**WHAT IS EXPECTED**
Could each entry be returned exactly as it appears?

Data records:

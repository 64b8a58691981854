use anyhow::Result;
use cart::{
    checkout::CheckoutOutcome,
    model::Command,
    store::{CartStore, LocalStore},
};
use clap::{Parser, Subcommand};
use tracing_subscriber::{EnvFilter, fmt};

mod cart_page;
mod config;
mod detail;

use config::Config;
use detail::AddOutcome;

/// Each invocation is one page load; invocations share the persisted cart
/// under the configured data directory.
#[derive(Parser)]
#[command(author, version, about)]
struct Args {
    #[command(subcommand)]
    page: Page,
}

#[derive(Subcommand)]
enum Page {
    /// Product detail page.
    Detail {
        /// Catalog key, the `?product=` selector.
        product: Option<String>,

        /// Add one of the product to the cart.
        #[arg(long)]
        add: bool,
    },

    /// Cart page, optionally applying one edit or checking out.
    Cart {
        #[command(subcommand)]
        action: Option<CartAction>,
    },
}

#[derive(Subcommand)]
enum CartAction {
    /// Increase the quantity of the line at INDEX.
    Inc { index: usize },

    /// Decrease the quantity of the line at INDEX, never below 1.
    Dec { index: usize },

    /// Remove the line at INDEX.
    Remove { index: usize },

    /// Build the WhatsApp order hand-off.
    Checkout,
}

fn main() -> Result<()> {
    fmt().with_env_filter(EnvFilter::from_default_env()).init();

    let args = Args::parse();
    let config = Config::load();
    let store = CartStore::new(LocalStore::open(&config.data_dir)?);

    match args.page {
        Page::Detail { product, add } => {
            let key = product.as_deref();
            println!("{}", detail::render(key));

            if add {
                match key.map_or(AddOutcome::UnknownProduct, |key| {
                    detail::add_to_cart(&store, key)
                }) {
                    AddOutcome::Added { name, total_quantity } => {
                        println!("\n{name} added to cart");
                        println!("Cart count: {total_quantity}");
                    }
                    AddOutcome::UnknownProduct => println!("\nCannot add: product not found."),
                }
            }
        }

        Page::Cart { action } => match action {
            None => println!("{}", cart_page::render(&store.load())),
            Some(CartAction::Inc { index }) => {
                println!("{}", cart_page::render(&cart_page::edit(&store, Command::Increment(index))));
            }
            Some(CartAction::Dec { index }) => {
                println!("{}", cart_page::render(&cart_page::edit(&store, Command::Decrement(index))));
            }
            Some(CartAction::Remove { index }) => {
                println!("{}", cart_page::render(&cart_page::edit(&store, Command::Remove(index))));
            }
            Some(CartAction::Checkout) => match cart_page::checkout_flow(&store, &config.wa_number) {
                CheckoutOutcome::EmptyCart => println!("Your cart is empty."),
                CheckoutOutcome::Ready { message, url } => {
                    println!("{message}\n");
                    println!("Open to complete your order:\n{url}");
                }
            },
        },
    }

    Ok(())
}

**RESULT BELOW**
repository 64b8a58691981854
use anyhow::Result;
use cart::{
    checkout::CheckoutOutcome,
    model::Command,
    store::{CartStore, LocalStore},
};
use clap::{Parser, Subcommand};
use tracing_subscriber::{EnvFilter, fmt};

mod cart_page;
mod config;
mod detail;

use config::Config;
use detail::AddOutcome;

/// Each invocation is one page load; invocations share the persisted cart
/// under the configured data directory.
#[derive(Parser)]
#[command(author, version, about)]
struct Args {
    #[command(subcommand)]
    page: Page,
}

#[derive(Subcommand)]
enum Page {
    /// Product detail page.
    Detail {
        /// Catalog key, the `?product=` selector.
        product: Option<String>,

        /// Add one of the product to the cart.
        #[arg(long)]
        add: bool,
    },

    /// Cart page, optionally applying one edit or checking out.
    Cart {
        #[command(subcommand)]
        action: Option<CartAction>,
    },
}

#[derive(Subcommand)]
enum CartAction {
    /// Increase the quantity of the line at INDEX.
    Inc { index: usize },

    /// Decrease the quantity of the line at INDEX, never below 1.
    Dec { index: usize },

    /// Remove the line at INDEX.
    Remove { index: usize },

    /// Build the WhatsApp order hand-off.
    Checkout,
}

fn main() -> Result<()> {
    fmt().with_env_filter(EnvFilter::from_default_env()).init();

    let args = Args::parse();
    let config = Config::load();
    let store = CartStore::new(LocalStore::open(&config.data_dir)?);

    match args.page {
        Page::Detail { product, add } => {
            let key = product.as_deref();
            println!("{}", detail::render(key));

            if add {
                match key.map_or(AddOutcome::UnknownProduct, |key| {
                    detail::add_to_cart(&store, key)
                }) {
                    AddOutcome::Added { name, total_quantity } => {
                        println!("\n{name} added to cart");
                        println!("Cart count: {total_quantity}");
                    }
                    AddOutcome::UnknownProduct => println!("\nCannot add: product not found."),
                }
            }
        }

        Page::Cart { action } => match action {
            None => println!("{}", cart_page::render(&store.load())),
            Some(CartAction::Inc { index }) => {
                println!("{}", cart_page::render(&cart_page::edit(&store, Command::Increment(index))));
            }
            Some(CartAction::Dec { index }) => {
                println!("{}", cart_page::render(&cart_page::edit(&store, Command::Decrement(index))));
            }
            Some(CartAction::Remove { index }) => {
                println!("{}", cart_page::render(&cart_page::edit(&store, Command::Remove(index))));
            }
            Some(CartAction::Checkout) => match cart_page::checkout_flow(&store, &config.wa_number) {
                CheckoutOutcome::EmptyCart => println!("Your cart is empty."),
                CheckoutOutcome::Ready { message, url } => {
                    println!("{message}\n");
                    println!("Open to complete your order:\n{url}");
                }
            },
        },
    }

    Ok(())
}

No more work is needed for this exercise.